Une décision brutale, à la veille du chantier
Le 29 juillet, le président de l’association reçoit un appel du préfet de la Manche : les chantiers ne pourront débuter qu’à partir du 13 ou 15 août, et ce sous réserve. Motif invoqué : la présence d’une dizaine de juvéniles d’aigrette garzette et de cormorans pas encore capables de voler, identifiée par une mission de l’OFB (Office Français de la Biodiversité) – réalisée pour la première fois sur l’île quelques jours auparavant.
Des conséquences humaines, logistiques et financières majeures
Cette décision prise 3 jours avant le début des opérations met à mal une organisation préparée depuis 10 mois.
- Une quarantaine de bénévoles mobilisés pour les premières semaines voient leur participation annulée – avec des frais de transport et de séjour à rembourser ;
- Une partie des commandes de fournitures sont inutiles ou à annuler ; L’impact financier de cette suspension sera transmis à la préfecture.
- Le calendrier des travaux, validé avec l’architecte-conseil et les services de la DRAC Normandie, devient inapplicable ;
- Le retard sur les travaux de préservation des constructions de l’île ne pourra pas être compensé cette année.
Une mesure contestable et mal ciblée
L’argument écologique avancé par l’OFB est que la reproduction de certaines espèces serait « retardée ». Pourtant :
- La présence début août de quelques juvéniles encore immatures et souvent abandonnés est connue depuis 16 ans. Ils ne survivent généralement pas et cela n’a jamais ému l’administration, c’est le cycle de selection naturelle.
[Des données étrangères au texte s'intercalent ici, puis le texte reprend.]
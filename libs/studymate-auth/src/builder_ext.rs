use tower::ServiceExt;

use crate::gateway::AuthGatewayLayer;

/// Extension trait installing the gateway on a
/// [`studymate_http::HttpClientBuilder`].
///
/// ```ignore
/// use studymate_auth::HttpClientBuilderExt;
///
/// let api = HttpClientBuilder::new()
///     .with_auth_gateway(authenticator.gateway_layer())
///     .build()?;
/// ```
pub trait HttpClientBuilderExt {
    /// Attach bearer tokens and refresh-and-replay expired requests.
    #[must_use]
    fn with_auth_gateway(self, layer: AuthGatewayLayer) -> Self;
}

impl HttpClientBuilderExt for studymate_http::HttpClientBuilder {
    fn with_auth_gateway(self, layer: AuthGatewayLayer) -> Self {
        self.with_auth_layer(move |svc| {
            tower::ServiceBuilder::new()
                .layer(layer)
                .service(svc)
                .boxed_clone()
        })
    }
}

#[cfg(test)]
#[cfg_attr(coverage_nightly, coverage(off))]
mod tests {
    use super::*;
    use crate::classify::ExpiryPolicy;
    use crate::coordinator::RefreshCoordinator;
    use crate::coordinator::tests::{MockRefresher, issued};
    use crate::credential::{Credential, Role};
    use crate::secret::SecretString;
    use crate::session::InMemorySessionStore;
    use httpmock::prelude::*;
    use std::sync::Arc;
    use studymate_http::HttpClientBuilder;

    #[tokio::test]
    async fn client_with_gateway_refreshes_on_403() {
        let server = MockServer::start();
        let stale = server.mock(|when, then| {
            when.method(GET)
                .path("/mentor/feedback")
                .header("authorization", "Bearer old-token");
            then.status(403);
        });
        let fresh = server.mock(|when, then| {
            when.method(GET)
                .path("/mentor/feedback")
                .header("authorization", "Bearer new-token");
            then.status(200).body("[]");
        });

        let store = Arc::new(InMemorySessionStore::with_credential(Credential::authenticated(
            SecretString::new("old-token"),
            Role::Mentor,
        )));
        let refresher = Arc::new(MockRefresher::new(vec![issued("new-token", Role::Mentor)]));
        let coordinator = RefreshCoordinator::new(store, refresher.clone());

        let client = HttpClientBuilder::new()
            .allow_insecure_http()
            .with_auth_gateway(AuthGatewayLayer::new(coordinator, ExpiryPolicy::default()))
            .build()
            .unwrap();

        let body = client
            .get(&server.url("/mentor/feedback"))
            .send()
            .await
            .unwrap()
            .text()
            .await
            .unwrap();

        assert_eq!(body, "[]");
        stale.assert();
        fresh.assert();
        assert_eq!(refresher.calls(), 1);
    }
}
- L’OFB n’a pas proposé d’alternatives (zonage, accompagnement) alors que nous pratiquons déjà ce type de mesures et s’est contenté de prononcer une interdiction pure et simple.
- D’autres sites comparables, comme Tatihou, restent accessibles malgré la présence juvéniles de ces mêmes espèces début août.
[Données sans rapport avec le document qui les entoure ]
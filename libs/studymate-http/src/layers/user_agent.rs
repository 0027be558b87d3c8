use crate::error::HttpError;
use http::{HeaderValue, Request};
use std::task::{Context, Poll};
use tower::{Layer, Service};

/// Fills in `User-Agent` when the request does not carry one.
#[derive(Clone, Debug)]
pub struct UserAgentLayer {
    user_agent: HeaderValue,
}

impl UserAgentLayer {
    /// # Errors
    ///
    /// `HttpError::InvalidHeaderValue` if `user_agent` has control characters.
    pub fn try_new(user_agent: impl AsRef<str>) -> Result<Self, HttpError> {
        let user_agent = HeaderValue::from_str(user_agent.as_ref())?;
        Ok(Self { user_agent })
    }
}

impl<S> Layer<S> for UserAgentLayer {
    type Service = UserAgentService<S>;

    fn layer(&self, inner: S) -> Self::Service {
        UserAgentService {
            inner,
            user_agent: self.user_agent.clone(),
        }
    }
}

#[derive(Clone, Debug)]
pub struct UserAgentService<S> {
    inner: S,
    user_agent: HeaderValue,
}

impl<S, ReqBody> Service<Request<ReqBody>> for UserAgentService<S>
where
    S: Service<Request<ReqBody>>,
{
    type Response = S::Response;
    type Error = S::Error;
    type Future = S::Future;

    fn poll_ready(&mut self, cx: &mut Context<'_>) -> Poll<Result<(), Self::Error>> {
        self.inner.poll_ready(cx)
    }

    fn call(&mut self, mut req: Request<ReqBody>) -> Self::Future {
        req.headers_mut()
            .entry(http::header::USER_AGENT)
            .or_insert_with(|| self.user_agent.clone());
        self.inner.call(req)
    }
}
Une instrumentalisation de la protection de la biodiversité ?
L’île, entièrement classée Monument Historique, figure parmi les sites du Débarquement candidats au Patrimoine Mondial de l’UNESCO. Or, sa préservation est entravée par :
- Une inaccessibilité prolongée, désormais étendue de fait par l’OFB ;
- Les dégradations dues à la surpopulation d’oiseaux ;
- Une forme de surenchère réglementaire à l’égard de l’association qui compromet la seule initiative de préservation des fortifications de l’île, puisque l’État ne réalise aucun travaux.
Cette situation intervient dans un contexte délicat : l’AILSM a proposé à l’État un projet d’acquisition associative de l’île, avec un plan de gestion intégré (patrimoine + biodiversité). Il a été évoqué pour la première fois en juin avec les services de l’État, (DIRM, DREAL) les départements et les acteurs locaux concernés dont le GONm. Une seconde étape de la démarche est prévue en septembre, et cette initiative de l’OFB ne préjuge pas du tout d’un climat de discussion favorable.
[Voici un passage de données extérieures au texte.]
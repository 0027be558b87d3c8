//! Tower layers used by the client stack
//!
//! - [`UserAgentLayer`] - Adds a User-Agent header unless the caller set one

mod user_agent;

pub use user_agent::{UserAgentLayer, UserAgentService};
Ce projet gênerait-il certains acteurs publics qui, depuis plusieurs années, multiplient obstacles réglementaires et contentieux pour entraver l’action de l’association, pourtant légitime, reconnue et expérimentée ?
L’équilibre patrimoine/nature : une utopie en Normandie ?
La cohabitation entre patrimoine et biodiversité sur une île est possible ailleurs en France, nous avons documenté une dizaine de sites sur lesquels un équilibre a pu être trouvé. Pourquoi serait-elle impossible dans la Manche ? La réponse ne peut être que politique. L’Île du Large n’est pas une réserve ornithologique. Elle ne présente aucune espèce menacée et n’a jamais été sanctuarisée à ce titre, mais pour des raisons de sécurité.
Si la vocation de l’île de Terre est d’accueillir une réserve ornithologique, sur l’île du Large, le véritable enjeu est la préservation d’un chef-d’œuvre militaire unique dans toute la région. Notre projet repose sur une association citoyenne, forte de 900 adhérents, qui agit depuis 22 ans avec méthode, transparence et engagement et assume un ensemble de missions qui incombent normalement à l’État.
Et maintenant ?
Face à l’urgence de la situation, deux réunions ont été organisées en urgence : le conseil d’administration s’est réuni en visioconférence le mercredi 30 juillet pour analyser la situation et décider de la conduite à tenir, le lendemain, l’équipe logistique s’est réunie au local de Carentan et évaluer les conséquences de la décision préfectorale.
Un communiqué de presse a été transmis, divers échanges ont eu lieu avec la préfecture, notamment en vue d’organiser une livraison d’eau, sans accéder aux zones dans laquelle les juvéniles ont été observés, mais qui n’a pas été acceptée.
Une nouvelle visite de l’OFB aura lieu le 13 août, à laquelle nous participerons, elle décidera de la possibilité d’accéder – ou non- à l’île et de lancer des chantiers 2025, dans une version amputée de 3 semaines au mieux.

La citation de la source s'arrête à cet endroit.